*Problem to work on*
Check the lines of the listing below for the word "crates", and state only how many have it.

*Data supplied*

'''

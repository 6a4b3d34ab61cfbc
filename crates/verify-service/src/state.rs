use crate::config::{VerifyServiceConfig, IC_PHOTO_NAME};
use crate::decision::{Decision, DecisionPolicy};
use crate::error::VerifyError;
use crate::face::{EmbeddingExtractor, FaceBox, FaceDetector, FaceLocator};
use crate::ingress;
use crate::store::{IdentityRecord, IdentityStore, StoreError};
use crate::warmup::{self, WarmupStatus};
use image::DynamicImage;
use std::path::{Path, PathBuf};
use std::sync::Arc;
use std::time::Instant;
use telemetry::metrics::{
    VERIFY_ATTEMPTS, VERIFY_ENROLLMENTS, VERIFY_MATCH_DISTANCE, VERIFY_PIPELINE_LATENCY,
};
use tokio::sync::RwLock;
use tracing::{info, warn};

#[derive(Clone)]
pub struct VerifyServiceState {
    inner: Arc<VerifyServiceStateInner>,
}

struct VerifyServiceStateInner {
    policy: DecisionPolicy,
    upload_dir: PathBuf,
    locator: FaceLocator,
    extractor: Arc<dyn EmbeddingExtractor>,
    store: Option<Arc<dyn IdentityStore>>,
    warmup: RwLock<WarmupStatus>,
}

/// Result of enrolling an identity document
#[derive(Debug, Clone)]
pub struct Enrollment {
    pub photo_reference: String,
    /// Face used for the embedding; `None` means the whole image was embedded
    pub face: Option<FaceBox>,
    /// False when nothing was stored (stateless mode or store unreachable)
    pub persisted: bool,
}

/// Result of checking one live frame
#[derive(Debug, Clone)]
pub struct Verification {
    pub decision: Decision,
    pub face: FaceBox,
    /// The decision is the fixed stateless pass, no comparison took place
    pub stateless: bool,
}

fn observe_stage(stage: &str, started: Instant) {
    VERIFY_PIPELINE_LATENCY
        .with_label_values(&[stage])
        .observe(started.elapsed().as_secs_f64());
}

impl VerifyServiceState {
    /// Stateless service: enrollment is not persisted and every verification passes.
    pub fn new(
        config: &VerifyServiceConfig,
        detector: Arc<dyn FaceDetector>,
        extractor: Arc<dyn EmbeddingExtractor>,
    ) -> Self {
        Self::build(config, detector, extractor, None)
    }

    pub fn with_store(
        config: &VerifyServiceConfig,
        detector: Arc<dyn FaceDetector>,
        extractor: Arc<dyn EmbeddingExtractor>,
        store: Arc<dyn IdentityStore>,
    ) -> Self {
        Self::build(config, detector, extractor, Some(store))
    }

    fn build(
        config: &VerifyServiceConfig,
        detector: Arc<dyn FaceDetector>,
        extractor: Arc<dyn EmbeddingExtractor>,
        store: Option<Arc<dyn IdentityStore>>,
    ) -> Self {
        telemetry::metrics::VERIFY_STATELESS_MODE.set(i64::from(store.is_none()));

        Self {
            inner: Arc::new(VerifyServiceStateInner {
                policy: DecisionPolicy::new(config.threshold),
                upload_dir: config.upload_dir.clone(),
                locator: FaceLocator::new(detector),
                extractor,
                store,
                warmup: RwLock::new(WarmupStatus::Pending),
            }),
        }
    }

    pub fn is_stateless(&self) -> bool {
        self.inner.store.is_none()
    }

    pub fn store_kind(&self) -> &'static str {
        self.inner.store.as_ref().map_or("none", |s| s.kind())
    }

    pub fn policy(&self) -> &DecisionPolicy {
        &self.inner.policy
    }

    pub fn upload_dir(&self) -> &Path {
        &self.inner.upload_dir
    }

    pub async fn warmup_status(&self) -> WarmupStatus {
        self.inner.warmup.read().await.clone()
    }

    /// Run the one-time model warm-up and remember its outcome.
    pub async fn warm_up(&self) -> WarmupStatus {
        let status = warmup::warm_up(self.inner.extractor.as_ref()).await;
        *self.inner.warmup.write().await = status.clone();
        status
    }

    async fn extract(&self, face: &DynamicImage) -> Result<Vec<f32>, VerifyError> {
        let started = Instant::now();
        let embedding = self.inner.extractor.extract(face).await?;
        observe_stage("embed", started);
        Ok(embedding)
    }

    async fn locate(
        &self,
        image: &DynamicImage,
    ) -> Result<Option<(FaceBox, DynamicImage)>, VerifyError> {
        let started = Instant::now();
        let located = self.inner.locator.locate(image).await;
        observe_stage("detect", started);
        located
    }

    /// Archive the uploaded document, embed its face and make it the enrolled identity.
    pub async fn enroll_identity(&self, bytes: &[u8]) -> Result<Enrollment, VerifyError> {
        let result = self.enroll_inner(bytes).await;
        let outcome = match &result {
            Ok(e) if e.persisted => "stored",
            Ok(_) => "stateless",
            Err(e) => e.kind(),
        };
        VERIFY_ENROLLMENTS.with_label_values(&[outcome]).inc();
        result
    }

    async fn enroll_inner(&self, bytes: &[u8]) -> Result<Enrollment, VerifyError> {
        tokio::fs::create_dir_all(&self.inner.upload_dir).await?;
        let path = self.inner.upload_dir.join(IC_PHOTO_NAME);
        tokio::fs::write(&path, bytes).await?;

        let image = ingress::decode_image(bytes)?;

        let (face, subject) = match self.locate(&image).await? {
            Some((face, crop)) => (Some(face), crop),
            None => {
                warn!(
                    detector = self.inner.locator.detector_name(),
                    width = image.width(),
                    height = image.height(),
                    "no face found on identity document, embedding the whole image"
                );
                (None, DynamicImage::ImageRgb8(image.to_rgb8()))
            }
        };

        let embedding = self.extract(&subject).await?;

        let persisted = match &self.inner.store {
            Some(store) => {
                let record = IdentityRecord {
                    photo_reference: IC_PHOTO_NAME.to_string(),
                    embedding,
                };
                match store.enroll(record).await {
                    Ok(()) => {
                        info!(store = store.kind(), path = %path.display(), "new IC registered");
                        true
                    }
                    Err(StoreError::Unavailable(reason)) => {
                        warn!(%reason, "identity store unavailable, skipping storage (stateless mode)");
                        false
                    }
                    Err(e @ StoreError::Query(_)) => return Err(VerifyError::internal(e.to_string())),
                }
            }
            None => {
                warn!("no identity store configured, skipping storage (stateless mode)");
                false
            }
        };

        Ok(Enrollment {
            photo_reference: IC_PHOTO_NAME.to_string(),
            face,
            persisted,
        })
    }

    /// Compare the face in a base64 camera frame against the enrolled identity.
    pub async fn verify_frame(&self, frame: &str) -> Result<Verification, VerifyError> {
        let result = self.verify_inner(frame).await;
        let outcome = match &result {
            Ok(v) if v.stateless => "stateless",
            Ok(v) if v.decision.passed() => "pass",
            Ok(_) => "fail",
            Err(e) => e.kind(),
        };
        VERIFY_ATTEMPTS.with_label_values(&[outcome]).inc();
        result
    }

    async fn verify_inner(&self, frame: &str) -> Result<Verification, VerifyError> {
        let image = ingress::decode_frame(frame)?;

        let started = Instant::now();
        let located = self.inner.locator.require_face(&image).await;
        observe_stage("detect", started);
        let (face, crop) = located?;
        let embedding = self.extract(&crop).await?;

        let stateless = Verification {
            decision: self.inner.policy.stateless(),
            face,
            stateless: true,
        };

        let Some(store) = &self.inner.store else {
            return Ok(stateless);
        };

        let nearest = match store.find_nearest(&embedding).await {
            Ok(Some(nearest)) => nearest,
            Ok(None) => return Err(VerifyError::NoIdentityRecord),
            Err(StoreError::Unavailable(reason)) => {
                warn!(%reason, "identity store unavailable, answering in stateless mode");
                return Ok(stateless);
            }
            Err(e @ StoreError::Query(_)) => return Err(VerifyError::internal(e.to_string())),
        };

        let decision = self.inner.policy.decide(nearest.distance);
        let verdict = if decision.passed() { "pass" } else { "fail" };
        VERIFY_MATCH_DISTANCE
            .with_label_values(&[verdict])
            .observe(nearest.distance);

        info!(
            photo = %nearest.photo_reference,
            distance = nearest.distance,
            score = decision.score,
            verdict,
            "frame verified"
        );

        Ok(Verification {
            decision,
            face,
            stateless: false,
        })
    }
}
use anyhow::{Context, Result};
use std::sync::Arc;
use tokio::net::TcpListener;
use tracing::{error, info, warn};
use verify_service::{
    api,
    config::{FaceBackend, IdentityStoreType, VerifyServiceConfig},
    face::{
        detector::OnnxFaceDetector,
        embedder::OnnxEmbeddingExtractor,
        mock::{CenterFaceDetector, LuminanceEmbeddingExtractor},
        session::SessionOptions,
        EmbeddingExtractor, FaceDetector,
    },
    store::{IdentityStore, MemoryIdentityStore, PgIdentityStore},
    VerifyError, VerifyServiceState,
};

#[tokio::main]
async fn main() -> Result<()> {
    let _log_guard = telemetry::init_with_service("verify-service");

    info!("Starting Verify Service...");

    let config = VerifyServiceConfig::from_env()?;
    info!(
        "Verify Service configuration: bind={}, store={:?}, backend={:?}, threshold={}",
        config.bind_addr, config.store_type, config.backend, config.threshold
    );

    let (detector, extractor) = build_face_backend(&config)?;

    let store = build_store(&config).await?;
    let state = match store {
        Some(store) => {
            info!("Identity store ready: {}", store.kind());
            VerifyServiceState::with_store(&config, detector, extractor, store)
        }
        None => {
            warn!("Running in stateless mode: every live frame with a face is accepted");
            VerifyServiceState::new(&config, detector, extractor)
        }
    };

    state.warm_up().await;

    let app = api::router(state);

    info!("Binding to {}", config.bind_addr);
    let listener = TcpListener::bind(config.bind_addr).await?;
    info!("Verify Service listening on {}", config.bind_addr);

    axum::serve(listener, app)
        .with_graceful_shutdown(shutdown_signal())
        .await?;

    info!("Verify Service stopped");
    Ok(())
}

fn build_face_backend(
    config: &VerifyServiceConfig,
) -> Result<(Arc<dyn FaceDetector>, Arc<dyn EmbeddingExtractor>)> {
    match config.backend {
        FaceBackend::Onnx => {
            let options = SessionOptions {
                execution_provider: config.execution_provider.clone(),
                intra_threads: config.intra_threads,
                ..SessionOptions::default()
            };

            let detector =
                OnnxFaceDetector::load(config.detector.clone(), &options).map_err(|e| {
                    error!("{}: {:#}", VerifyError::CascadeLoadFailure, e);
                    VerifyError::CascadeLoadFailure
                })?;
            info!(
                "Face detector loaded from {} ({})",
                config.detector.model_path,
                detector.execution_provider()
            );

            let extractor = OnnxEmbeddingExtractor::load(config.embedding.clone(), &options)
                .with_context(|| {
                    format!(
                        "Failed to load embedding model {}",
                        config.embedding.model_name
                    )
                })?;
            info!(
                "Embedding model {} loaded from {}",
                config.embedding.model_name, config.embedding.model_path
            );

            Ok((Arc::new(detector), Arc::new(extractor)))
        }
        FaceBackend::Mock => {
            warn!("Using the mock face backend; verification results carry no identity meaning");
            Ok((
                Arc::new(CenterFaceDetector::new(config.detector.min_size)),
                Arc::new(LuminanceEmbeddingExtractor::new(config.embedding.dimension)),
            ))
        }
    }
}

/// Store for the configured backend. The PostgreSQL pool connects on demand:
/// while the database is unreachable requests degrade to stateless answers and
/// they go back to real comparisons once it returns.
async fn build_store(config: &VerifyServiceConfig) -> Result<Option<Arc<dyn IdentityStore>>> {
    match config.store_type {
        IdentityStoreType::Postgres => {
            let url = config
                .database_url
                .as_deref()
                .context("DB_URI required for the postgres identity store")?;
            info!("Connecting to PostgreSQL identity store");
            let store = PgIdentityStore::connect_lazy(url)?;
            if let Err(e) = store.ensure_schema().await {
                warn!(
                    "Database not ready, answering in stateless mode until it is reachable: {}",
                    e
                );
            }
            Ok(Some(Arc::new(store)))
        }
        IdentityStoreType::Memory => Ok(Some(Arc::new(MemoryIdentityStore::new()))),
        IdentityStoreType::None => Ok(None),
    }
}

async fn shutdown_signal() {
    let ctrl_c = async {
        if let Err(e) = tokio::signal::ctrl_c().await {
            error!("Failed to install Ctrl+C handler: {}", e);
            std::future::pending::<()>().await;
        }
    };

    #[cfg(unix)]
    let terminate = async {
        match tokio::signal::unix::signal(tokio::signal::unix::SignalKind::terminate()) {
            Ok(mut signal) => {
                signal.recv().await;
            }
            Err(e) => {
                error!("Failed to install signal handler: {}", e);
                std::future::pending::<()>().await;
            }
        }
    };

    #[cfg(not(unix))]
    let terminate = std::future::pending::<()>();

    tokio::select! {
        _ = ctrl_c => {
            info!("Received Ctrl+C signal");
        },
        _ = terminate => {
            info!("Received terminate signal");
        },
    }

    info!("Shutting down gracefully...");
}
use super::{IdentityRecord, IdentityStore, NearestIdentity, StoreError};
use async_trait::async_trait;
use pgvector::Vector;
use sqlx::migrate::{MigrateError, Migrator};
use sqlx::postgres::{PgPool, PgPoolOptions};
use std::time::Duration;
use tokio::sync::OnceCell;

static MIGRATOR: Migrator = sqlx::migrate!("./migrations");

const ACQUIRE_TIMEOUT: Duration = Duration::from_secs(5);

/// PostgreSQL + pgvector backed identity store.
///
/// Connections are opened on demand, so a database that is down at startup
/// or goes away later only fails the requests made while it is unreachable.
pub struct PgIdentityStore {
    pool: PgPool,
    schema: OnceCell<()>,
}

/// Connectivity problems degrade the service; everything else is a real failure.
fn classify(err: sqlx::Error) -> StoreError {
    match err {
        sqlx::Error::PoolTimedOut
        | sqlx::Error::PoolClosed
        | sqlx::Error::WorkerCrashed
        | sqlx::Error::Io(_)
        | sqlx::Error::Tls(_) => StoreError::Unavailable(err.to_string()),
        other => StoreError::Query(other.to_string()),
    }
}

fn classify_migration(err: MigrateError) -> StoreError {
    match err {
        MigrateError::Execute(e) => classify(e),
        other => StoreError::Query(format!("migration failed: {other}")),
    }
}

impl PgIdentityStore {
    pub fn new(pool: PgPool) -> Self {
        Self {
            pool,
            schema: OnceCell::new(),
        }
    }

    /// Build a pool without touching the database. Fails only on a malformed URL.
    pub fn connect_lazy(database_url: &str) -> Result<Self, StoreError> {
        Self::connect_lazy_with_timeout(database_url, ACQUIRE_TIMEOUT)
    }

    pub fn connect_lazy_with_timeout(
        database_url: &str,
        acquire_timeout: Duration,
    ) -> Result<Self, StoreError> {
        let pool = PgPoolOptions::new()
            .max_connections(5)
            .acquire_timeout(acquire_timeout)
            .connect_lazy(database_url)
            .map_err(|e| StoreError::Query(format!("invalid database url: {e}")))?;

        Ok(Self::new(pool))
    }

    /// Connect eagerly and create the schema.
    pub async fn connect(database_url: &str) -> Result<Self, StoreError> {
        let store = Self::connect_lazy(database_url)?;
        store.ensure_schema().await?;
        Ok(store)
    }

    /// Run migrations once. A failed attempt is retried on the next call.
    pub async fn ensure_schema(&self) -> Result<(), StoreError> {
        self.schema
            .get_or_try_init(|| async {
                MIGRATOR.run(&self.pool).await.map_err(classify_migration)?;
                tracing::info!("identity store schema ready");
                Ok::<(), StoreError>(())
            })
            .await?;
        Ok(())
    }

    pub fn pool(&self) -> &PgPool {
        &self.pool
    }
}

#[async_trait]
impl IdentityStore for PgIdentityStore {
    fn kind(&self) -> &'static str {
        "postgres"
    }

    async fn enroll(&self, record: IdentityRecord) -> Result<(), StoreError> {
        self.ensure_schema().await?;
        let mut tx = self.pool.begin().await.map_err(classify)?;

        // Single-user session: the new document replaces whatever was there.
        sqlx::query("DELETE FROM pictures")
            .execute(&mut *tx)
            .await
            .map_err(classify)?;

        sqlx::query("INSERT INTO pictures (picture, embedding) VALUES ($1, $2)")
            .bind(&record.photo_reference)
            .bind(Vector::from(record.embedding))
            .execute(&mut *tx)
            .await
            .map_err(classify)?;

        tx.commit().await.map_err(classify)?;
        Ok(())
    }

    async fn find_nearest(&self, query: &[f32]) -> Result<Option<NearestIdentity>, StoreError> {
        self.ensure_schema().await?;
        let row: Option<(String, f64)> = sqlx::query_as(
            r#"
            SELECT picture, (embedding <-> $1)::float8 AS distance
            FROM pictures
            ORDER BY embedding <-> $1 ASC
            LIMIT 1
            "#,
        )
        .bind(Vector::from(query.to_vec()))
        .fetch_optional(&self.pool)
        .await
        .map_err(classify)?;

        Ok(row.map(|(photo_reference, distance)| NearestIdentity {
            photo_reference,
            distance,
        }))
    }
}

'''
'''

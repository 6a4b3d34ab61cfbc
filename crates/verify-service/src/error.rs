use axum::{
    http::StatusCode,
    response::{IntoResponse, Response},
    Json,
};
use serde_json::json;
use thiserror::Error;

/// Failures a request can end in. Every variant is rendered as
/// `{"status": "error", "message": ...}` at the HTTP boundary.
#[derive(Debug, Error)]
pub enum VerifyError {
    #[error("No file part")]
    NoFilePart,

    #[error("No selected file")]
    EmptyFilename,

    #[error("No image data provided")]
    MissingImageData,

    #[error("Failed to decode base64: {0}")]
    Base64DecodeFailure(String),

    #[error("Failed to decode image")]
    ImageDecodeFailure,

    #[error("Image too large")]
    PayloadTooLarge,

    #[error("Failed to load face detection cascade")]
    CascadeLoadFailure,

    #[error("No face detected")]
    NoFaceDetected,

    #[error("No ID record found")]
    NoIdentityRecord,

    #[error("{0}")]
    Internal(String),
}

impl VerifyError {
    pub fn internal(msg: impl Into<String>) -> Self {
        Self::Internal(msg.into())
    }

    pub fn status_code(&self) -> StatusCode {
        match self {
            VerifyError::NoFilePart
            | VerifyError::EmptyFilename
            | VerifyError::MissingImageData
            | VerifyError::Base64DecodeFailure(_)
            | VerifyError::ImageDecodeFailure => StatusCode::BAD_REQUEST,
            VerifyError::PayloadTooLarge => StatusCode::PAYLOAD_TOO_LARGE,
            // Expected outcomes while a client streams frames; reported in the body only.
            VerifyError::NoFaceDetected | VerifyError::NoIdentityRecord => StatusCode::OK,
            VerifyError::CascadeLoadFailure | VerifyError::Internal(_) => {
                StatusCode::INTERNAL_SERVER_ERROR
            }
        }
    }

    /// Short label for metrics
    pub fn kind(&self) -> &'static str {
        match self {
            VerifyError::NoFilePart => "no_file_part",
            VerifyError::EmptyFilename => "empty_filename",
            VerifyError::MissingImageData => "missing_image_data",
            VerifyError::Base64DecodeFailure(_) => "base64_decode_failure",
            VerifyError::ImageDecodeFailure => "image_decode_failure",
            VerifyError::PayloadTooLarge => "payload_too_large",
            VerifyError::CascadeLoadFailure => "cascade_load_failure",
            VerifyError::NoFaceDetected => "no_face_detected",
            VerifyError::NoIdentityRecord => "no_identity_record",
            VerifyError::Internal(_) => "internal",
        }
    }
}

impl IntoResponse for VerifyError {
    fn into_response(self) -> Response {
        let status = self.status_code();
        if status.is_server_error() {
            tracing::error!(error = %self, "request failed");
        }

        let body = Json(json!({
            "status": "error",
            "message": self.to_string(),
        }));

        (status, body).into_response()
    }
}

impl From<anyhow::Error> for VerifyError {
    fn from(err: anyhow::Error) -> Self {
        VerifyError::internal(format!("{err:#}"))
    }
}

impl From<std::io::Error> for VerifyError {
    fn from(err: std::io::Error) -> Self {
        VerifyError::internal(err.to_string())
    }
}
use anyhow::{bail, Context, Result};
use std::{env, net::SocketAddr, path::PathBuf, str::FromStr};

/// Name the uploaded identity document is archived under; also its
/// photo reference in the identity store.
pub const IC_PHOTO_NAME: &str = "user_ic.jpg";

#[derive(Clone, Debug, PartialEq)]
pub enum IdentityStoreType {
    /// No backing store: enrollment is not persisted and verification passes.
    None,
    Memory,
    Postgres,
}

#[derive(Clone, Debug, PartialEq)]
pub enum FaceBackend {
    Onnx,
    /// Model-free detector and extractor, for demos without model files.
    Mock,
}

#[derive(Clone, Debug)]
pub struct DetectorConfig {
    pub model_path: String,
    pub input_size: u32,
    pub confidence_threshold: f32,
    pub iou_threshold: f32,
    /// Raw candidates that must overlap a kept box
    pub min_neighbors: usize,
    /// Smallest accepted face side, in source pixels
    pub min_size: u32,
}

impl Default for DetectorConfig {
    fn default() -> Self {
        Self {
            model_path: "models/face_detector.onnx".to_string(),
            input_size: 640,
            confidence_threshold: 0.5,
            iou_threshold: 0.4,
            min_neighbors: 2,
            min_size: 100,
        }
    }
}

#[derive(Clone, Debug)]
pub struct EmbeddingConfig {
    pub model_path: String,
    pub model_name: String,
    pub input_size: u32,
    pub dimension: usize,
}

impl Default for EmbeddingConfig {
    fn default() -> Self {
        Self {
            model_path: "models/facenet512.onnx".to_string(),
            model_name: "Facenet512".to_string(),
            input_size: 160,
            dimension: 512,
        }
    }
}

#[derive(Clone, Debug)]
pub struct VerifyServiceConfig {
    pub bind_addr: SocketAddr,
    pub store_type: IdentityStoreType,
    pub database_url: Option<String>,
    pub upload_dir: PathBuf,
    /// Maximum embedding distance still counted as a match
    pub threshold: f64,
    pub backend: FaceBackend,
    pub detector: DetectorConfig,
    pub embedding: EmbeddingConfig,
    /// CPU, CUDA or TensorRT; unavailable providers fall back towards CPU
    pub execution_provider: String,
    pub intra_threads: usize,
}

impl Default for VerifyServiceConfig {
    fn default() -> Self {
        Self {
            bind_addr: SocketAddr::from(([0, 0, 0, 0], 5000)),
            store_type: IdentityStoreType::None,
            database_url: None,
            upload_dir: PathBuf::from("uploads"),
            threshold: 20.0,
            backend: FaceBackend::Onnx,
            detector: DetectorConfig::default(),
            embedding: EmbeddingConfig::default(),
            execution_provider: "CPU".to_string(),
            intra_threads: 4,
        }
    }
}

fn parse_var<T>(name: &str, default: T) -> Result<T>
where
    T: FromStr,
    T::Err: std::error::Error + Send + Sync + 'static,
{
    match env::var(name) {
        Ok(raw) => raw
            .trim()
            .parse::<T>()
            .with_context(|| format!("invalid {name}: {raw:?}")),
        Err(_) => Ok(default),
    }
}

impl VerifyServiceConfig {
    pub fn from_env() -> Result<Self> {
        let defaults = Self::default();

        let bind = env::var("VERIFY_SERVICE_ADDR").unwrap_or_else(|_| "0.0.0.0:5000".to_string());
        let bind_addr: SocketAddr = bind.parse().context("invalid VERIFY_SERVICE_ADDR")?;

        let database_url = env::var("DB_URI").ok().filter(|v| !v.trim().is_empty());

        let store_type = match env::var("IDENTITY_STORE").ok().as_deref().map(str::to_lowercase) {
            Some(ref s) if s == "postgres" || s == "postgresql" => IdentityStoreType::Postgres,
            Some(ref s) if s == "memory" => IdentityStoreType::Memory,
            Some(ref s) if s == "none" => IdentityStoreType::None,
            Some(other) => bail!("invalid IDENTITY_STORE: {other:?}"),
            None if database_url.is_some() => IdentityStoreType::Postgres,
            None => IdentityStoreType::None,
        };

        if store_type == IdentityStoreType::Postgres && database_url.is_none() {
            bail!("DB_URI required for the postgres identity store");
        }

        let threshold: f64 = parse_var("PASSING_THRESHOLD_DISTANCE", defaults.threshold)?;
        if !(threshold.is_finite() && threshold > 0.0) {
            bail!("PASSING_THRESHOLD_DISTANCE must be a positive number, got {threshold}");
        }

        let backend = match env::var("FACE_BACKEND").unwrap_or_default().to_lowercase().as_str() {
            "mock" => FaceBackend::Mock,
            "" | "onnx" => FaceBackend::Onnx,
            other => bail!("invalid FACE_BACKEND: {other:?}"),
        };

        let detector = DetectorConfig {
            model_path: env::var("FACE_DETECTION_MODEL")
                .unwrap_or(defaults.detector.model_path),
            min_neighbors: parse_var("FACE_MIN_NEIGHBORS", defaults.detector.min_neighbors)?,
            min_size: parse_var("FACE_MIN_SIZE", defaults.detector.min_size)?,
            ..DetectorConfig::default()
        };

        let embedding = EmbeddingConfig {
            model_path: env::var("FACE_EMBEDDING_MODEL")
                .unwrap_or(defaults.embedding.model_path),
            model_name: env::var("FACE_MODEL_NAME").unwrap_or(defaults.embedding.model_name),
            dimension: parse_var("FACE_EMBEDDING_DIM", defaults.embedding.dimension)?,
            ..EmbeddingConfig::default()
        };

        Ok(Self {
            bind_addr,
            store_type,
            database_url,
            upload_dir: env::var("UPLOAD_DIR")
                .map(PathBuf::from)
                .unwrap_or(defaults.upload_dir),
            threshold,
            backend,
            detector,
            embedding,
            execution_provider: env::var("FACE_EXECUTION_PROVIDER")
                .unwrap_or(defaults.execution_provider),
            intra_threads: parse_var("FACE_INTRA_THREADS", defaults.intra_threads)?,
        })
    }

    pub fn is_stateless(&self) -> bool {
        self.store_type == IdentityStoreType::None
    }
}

'''

*Expected answer*
2